El artículo explora una contraposición entre psicopoder capitalista y psicopolíticas desde abajo. Por un lado, ubica los dispositivos manicomiales, farmacológicos y terapéuticos a partir de los cuales el estado y el mercado gestionan la crisis anímica colectiva. Y por el otro, indaga en las potencias ambiguas abiertas por los activismos en salud mental. En este caso, el pensamiento de Félix Guattari ofrece aportes cruciales para las luchas actuales.
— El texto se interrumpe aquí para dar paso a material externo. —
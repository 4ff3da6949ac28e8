//! # Prayer Tracker Core Library
//!
//! This library provides the location-aware prayer-time pipeline for the prayer
//! tracker application: it resolves where the user is, obtains the day's prayer
//! table from a remote schedule service, and derives the "next prayer" countdown
//! and the Qibla bearing from that data.
//!
//! ## Data Flow
//!
//! 1. **Location**: [`location::GeoPositionProvider`] resolves coordinates (5-minute cache,
//!    permission checks, reverse geocoding for a display name)
//! 2. **Schedule**: [`prayer_times::TimeTableProvider`] fetches the day's table for those
//!    coordinates (1-hour same-day cache, stale-cache fallback when offline)
//! 3. **Derivation**: [`next_prayer`] computes the upcoming prayer, time remaining and the
//!    elapsed share of the current interval; [`qibla`] computes the bearing to the Kaaba
//! 4. **Session**: [`session::PrayerSession`] ties the above together with a 60-second
//!    tick, app-resume refresh and location-change refetch
//!
//! ## Core Types
//!
//! - [`Coordinate`] / [`ResolvedLocation`]: where the user is
//! - [`PrayerTable`] / [`CachedPrayerTable`]: one day's schedule, and its persisted envelope
//! - [`NextPrayerInfo`]: derived countdown, never persisted

use serde::{Deserialize, Serialize};
use std::fmt;

pub mod alerts;
pub mod bearing;
pub mod config;
pub mod error;
pub mod location;
pub mod methods;
pub mod next_prayer;
pub mod prayer_times;
pub mod qibla;
pub mod renderer;
pub mod session;
pub mod storage;

pub use error::{PrayerError, Result};

/// A point on the Earth's surface in decimal degrees.
///
/// Valid coordinates satisfy `latitude ∈ [-90, 90]` and `longitude ∈ [-180, 180]`;
/// see [`Coordinate::is_valid`].
///
/// # Example
/// ```
/// use prayer_clock_lib::Coordinate;
///
/// let mecca = Coordinate::new(21.4225, 39.8262);
/// assert!(mecca.is_valid());
/// assert!(!Coordinate::new(91.0, 0.0).is_valid());
/// ```
#[derive(Clone, Copy, Debug, PartialEq, Serialize, Deserialize)]
pub struct Coordinate {
    pub latitude: f64,
    pub longitude: f64,
}

impl Coordinate {
    pub fn new(latitude: f64, longitude: f64) -> Self {
        Self {
            latitude,
            longitude,
        }
    }

    /// Build a coordinate, rejecting values outside the valid ranges.
    pub fn checked(latitude: f64, longitude: f64) -> Result<Self> {
        let coord = Self::new(latitude, longitude);
        if coord.is_valid() {
            Ok(coord)
        } else {
            Err(PrayerError::InvalidCoordinate {
                latitude,
                longitude,
            })
        }
    }

    pub fn is_valid(&self) -> bool {
        (-90.0..=90.0).contains(&self.latitude) && (-180.0..=180.0).contains(&self.longitude)
    }
}

impl fmt::Display for Coordinate {
    fn fmt(&self, f: &mut fmt::Formatter<'_>) -> fmt::Result {
        write!(f, "({:.4}°, {:.4}°)", self.latitude, self.longitude)
    }
}

/// A coordinate plus the human-readable place it resolved to.
///
/// Owned by the location provider. The persisted copy survives restarts and is
/// only replaced by a successful resolution. `timestamp` is the acquisition
/// instant in Unix milliseconds.
#[derive(Clone, Debug, PartialEq, Serialize, Deserialize)]
pub struct ResolvedLocation {
    pub latitude: f64,
    pub longitude: f64,
    #[serde(default)]
    pub city: Option<String>,
    #[serde(default)]
    pub country: Option<String>,
    #[serde(default)]
    pub timestamp: Option<i64>,
}

impl ResolvedLocation {
    pub fn coordinate(&self) -> Coordinate {
        Coordinate::new(self.latitude, self.longitude)
    }
}

/// The six daily marks, in the order they occur.
#[derive(Clone, Copy, Debug, PartialEq, Eq, Hash, PartialOrd, Ord, Serialize, Deserialize)]
pub enum Prayer {
    Fajr,
    Sunrise,
    Dhuhr,
    Asr,
    Maghrib,
    Isha,
}

impl Prayer {
    /// All marks in chronological order.
    pub const ALL: [Prayer; 6] = [
        Prayer::Fajr,
        Prayer::Sunrise,
        Prayer::Dhuhr,
        Prayer::Asr,
        Prayer::Maghrib,
        Prayer::Isha,
    ];

    pub fn name(self) -> &'static str {
        match self {
            Prayer::Fajr => "Fajr",
            Prayer::Sunrise => "Sunrise",
            Prayer::Dhuhr => "Dhuhr",
            Prayer::Asr => "Asr",
            Prayer::Maghrib => "Maghrib",
            Prayer::Isha => "Isha",
        }
    }

    pub fn arabic_label(self) -> &'static str {
        match self {
            Prayer::Fajr => "الفجر",
            Prayer::Sunrise => "الشروق",
            Prayer::Dhuhr => "الظهر",
            Prayer::Asr => "العصر",
            Prayer::Maghrib => "المغرب",
            Prayer::Isha => "العشاء",
        }
    }
}

impl fmt::Display for Prayer {
    fn fmt(&self, f: &mut fmt::Formatter<'_>) -> fmt::Result {
        f.write_str(self.name())
    }
}

/// Daily marks as `"HH:MM"` strings, exactly as the schedule service sends them.
///
/// The service returns extra keys (Imsak, Sunset, Midnight, ...); they are ignored.
#[derive(Clone, Debug, PartialEq, Eq, Serialize, Deserialize)]
pub struct Timings {
    #[serde(rename = "Fajr")]
    pub fajr: String,
    #[serde(rename = "Sunrise")]
    pub sunrise: String,
    #[serde(rename = "Dhuhr")]
    pub dhuhr: String,
    #[serde(rename = "Asr")]
    pub asr: String,
    #[serde(rename = "Maghrib")]
    pub maghrib: String,
    #[serde(rename = "Isha")]
    pub isha: String,
}

impl Timings {
    pub fn get(&self, prayer: Prayer) -> &str {
        match prayer {
            Prayer::Fajr => &self.fajr,
            Prayer::Sunrise => &self.sunrise,
            Prayer::Dhuhr => &self.dhuhr,
            Prayer::Asr => &self.asr,
            Prayer::Maghrib => &self.maghrib,
            Prayer::Isha => &self.isha,
        }
    }
}

#[derive(Clone, Debug, PartialEq, Eq, Serialize, Deserialize)]
pub struct HijriMonth {
    pub en: String,
    pub ar: String,
}

#[derive(Clone, Debug, PartialEq, Eq, Serialize, Deserialize)]
pub struct HijriDate {
    pub date: String,
    pub month: HijriMonth,
    pub year: String,
}

#[derive(Clone, Debug, PartialEq, Eq, Serialize, Deserialize)]
pub struct DateInfo {
    pub readable: String,
    pub hijri: HijriDate,
}

/// One day's prayer schedule for one place.
///
/// Immutable once fetched; the next successful fetch supersedes it.
#[derive(Clone, Debug, PartialEq, Serialize, Deserialize)]
pub struct PrayerTable {
    pub timings: Timings,
    pub date: DateInfo,
    #[serde(default)]
    pub meta: Option<Coordinate>,
}

/// The persisted envelope around a [`PrayerTable`], used to judge freshness.
///
/// `timestamp` is the fetch instant in Unix milliseconds and `iso_date` the
/// local calendar day (`YYYY-MM-DD`) the table was fetched for.
#[derive(Clone, Debug, PartialEq, Serialize, Deserialize)]
pub struct CachedPrayerTable {
    #[serde(flatten)]
    pub table: PrayerTable,
    pub timestamp: i64,
    pub latitude: f64,
    pub longitude: f64,
    #[serde(rename = "isoDate")]
    pub iso_date: String,
    #[serde(default)]
    pub method: Option<u8>,
    /// The `tune` parameter sent with the request, if any
    #[serde(default, skip_serializing_if = "Option::is_none")]
    pub tune: Option<String>,
}

/// The upcoming mark and how far along the current interval is.
///
/// Derived on demand from a [`Timings`] and the clock; never persisted.
#[derive(Clone, Debug, PartialEq, Serialize)]
pub struct NextPrayerInfo {
    pub prayer: Prayer,
    pub name: &'static str,
    /// `"HH:MM"` as given in the table
    pub time: String,
    pub arabic_label: &'static str,
    /// `"{h}h {m}m"`
    pub time_until: String,
    /// Elapsed share of the current inter-prayer interval, 0–100
    pub percentage: f64,
    /// Start of the current interval (the previous mark)
    pub interval_start: chrono::NaiveDateTime,
    /// When the upcoming mark occurs
    pub at: chrono::NaiveDateTime,
}
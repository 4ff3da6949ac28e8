//! # Next-Prayer Derivation
//!
//! Pure functions over a day's [`Timings`] and a wall-clock instant. Nothing here
//! touches the network or storage, so the countdown keeps working offline from
//! whatever table the session already holds.
//!
//! ## Interval Model
//! The six marks split the day into intervals. "Now" always sits in exactly one:
//! - before Fajr: the interval runs from yesterday's Isha to today's Fajr
//! - between two marks: from the earlier mark to the later one
//! - after Isha: from today's Isha to tomorrow's Fajr
//!
//! The percentage is how much of that interval has elapsed and drives the
//! progress indicator.

use crate::{NextPrayerInfo, Prayer, Timings};
use chrono::{Duration, Local, NaiveDateTime, NaiveTime};
use serde::Serialize;
use tracing::debug;

/// One row of the day's table, ready for display.
#[derive(Clone, Debug, PartialEq, Eq, Serialize)]
pub struct PrayerMark {
    pub prayer: Prayer,
    pub name: &'static str,
    pub time: String,
    pub arabic_label: &'static str,
}

/// Parse a `"HH:MM"` mark. The service may append a zone, e.g. `"05:12 (BST)"`;
/// anything after the first token is ignored.
pub fn parse_clock(raw: &str) -> Option<NaiveTime> {
    let token = raw.split_whitespace().next()?;
    NaiveTime::parse_from_str(token, "%H:%M").ok()
}

/// True when every mark parses and the six are strictly increasing.
pub fn marks_ascending(timings: &Timings) -> bool {
    let parsed: Option<Vec<NaiveTime>> =
        Prayer::ALL.iter().map(|&p| parse_clock(timings.get(p))).collect();
    match parsed {
        Some(times) => times.windows(2).all(|w| w[0] < w[1]),
        None => false,
    }
}

/// Next prayer relative to the local clock. `None` when there is no table.
pub fn get_next_prayer(timings: Option<&Timings>) -> Option<NextPrayerInfo> {
    next_prayer_at(timings?, Local::now().naive_local())
}

/// Next prayer relative to `now`.
///
/// Returns `None` if any mark fails to parse as `"HH:MM"`.
pub fn next_prayer_at(timings: &Timings, now: NaiveDateTime) -> Option<NextPrayerInfo> {
    let today = now.date();
    let marks = Prayer::ALL
        .iter()
        .map(|&p| parse_clock(timings.get(p)).map(|t| (p, today.and_time(t))))
        .collect::<Option<Vec<(Prayer, NaiveDateTime)>>>()?;

    if !marks.windows(2).all(|w| w[0].1 < w[1].1) {
        debug!("Prayer marks are not in ascending order: {:?}", timings);
    }

    let (fajr_at, isha_at) = (marks[0].1, marks[5].1);

    let (prayer, at, interval_start) = match marks.iter().position(|(_, at)| *at > now) {
        Some(0) => (Prayer::Fajr, fajr_at, isha_at - Duration::days(1)),
        Some(i) => (marks[i].0, marks[i].1, marks[i - 1].1),
        None => (Prayer::Fajr, fajr_at + Duration::days(1), isha_at),
    };

    let remaining_minutes = (at - now).num_minutes().max(0);
    let time_until = format!("{}h {}m", remaining_minutes / 60, remaining_minutes % 60);

    let span = (at - interval_start).num_milliseconds() as f64;
    let elapsed = (now - interval_start).num_milliseconds() as f64;
    let percentage = if span > 0.0 {
        (elapsed / span * 100.0).clamp(0.0, 100.0)
    } else {
        0.0
    };

    Some(NextPrayerInfo {
        prayer,
        name: prayer.name(),
        time: timings.get(prayer).to_string(),
        arabic_label: prayer.arabic_label(),
        time_until,
        percentage,
        interval_start,
        at,
    })
}

/// The six marks with their display labels, in order.
pub fn get_all_prayer_times(timings: &Timings) -> Vec<PrayerMark> {
    Prayer::ALL
        .iter()
        .map(|&prayer| PrayerMark {
            prayer,
            name: prayer.name(),
            time: timings.get(prayer).to_string(),
            arabic_label: prayer.arabic_label(),
        })
        .collect()
}
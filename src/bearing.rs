//! Great-circle distance and initial bearing on a spherical Earth.
//!
//! Stateless; every other geometric computation in the crate goes through here.

use crate::Coordinate;

/// Mean Earth radius in kilometers.
pub const EARTH_RADIUS_KM: f64 = 6371.0;

/// Distance between two coordinates using the Haversine formula.
/// Read more here: https://en.wikipedia.org/wiki/Haversine_formula
/// Returns the distance in kilometers.
pub fn distance_km(from: Coordinate, to: Coordinate) -> f64 {
    let lat_from = from.latitude.to_radians();
    let lat_to = to.latitude.to_radians();
    let delta_lat = (to.latitude - from.latitude).to_radians();
    let delta_lon = (to.longitude - from.longitude).to_radians();

    let a = (delta_lat / 2.0).sin().powi(2)
        + lat_from.cos() * lat_to.cos() * (delta_lon / 2.0).sin().powi(2);

    let c = 2.0 * a.sqrt().atan2((1.0 - a).sqrt());

    EARTH_RADIUS_KM * c
}

/// Initial bearing from one coordinate to another.
/// Returns degrees in `[0, 360)`, where 0 is North and 90 is East.
///
/// When both points coincide the bearing is undefined; the formula then
/// yields `atan2(0, 0) = 0`, so 0.0 is returned.
pub fn bearing_deg(from: Coordinate, to: Coordinate) -> f64 {
    let lat_from = from.latitude.to_radians();
    let lat_to = to.latitude.to_radians();
    let delta_lon = (to.longitude - from.longitude).to_radians();

    let y = delta_lon.sin() * lat_to.cos();
    let x = lat_from.cos() * lat_to.sin() - lat_from.sin() * lat_to.cos() * delta_lon.cos();

    let bearing = y.atan2(x).to_degrees();

    // atan2 lands in (-180, 180]; shifting first keeps tiny negatives from becoming 360
    (bearing + 360.0) % 360.0
}
//! Scenario tests that drive the library the way the binary does.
Palabras clave: salud mental, crisis, malestar, politizar, Guattari, activismos.

 

Abstract

The article explores a contrast between capitalist psychopower and psychopolitics from below. On the one hand, it locates the asylum, pharmacological and therapeutic devices from which the state and the market manage the collective mental crisis. And on the other, it investigates the ambiguous possibilities opened by mental health activism. In this case, the thought of Félix Guattari offers crucial contributions to the current struggles.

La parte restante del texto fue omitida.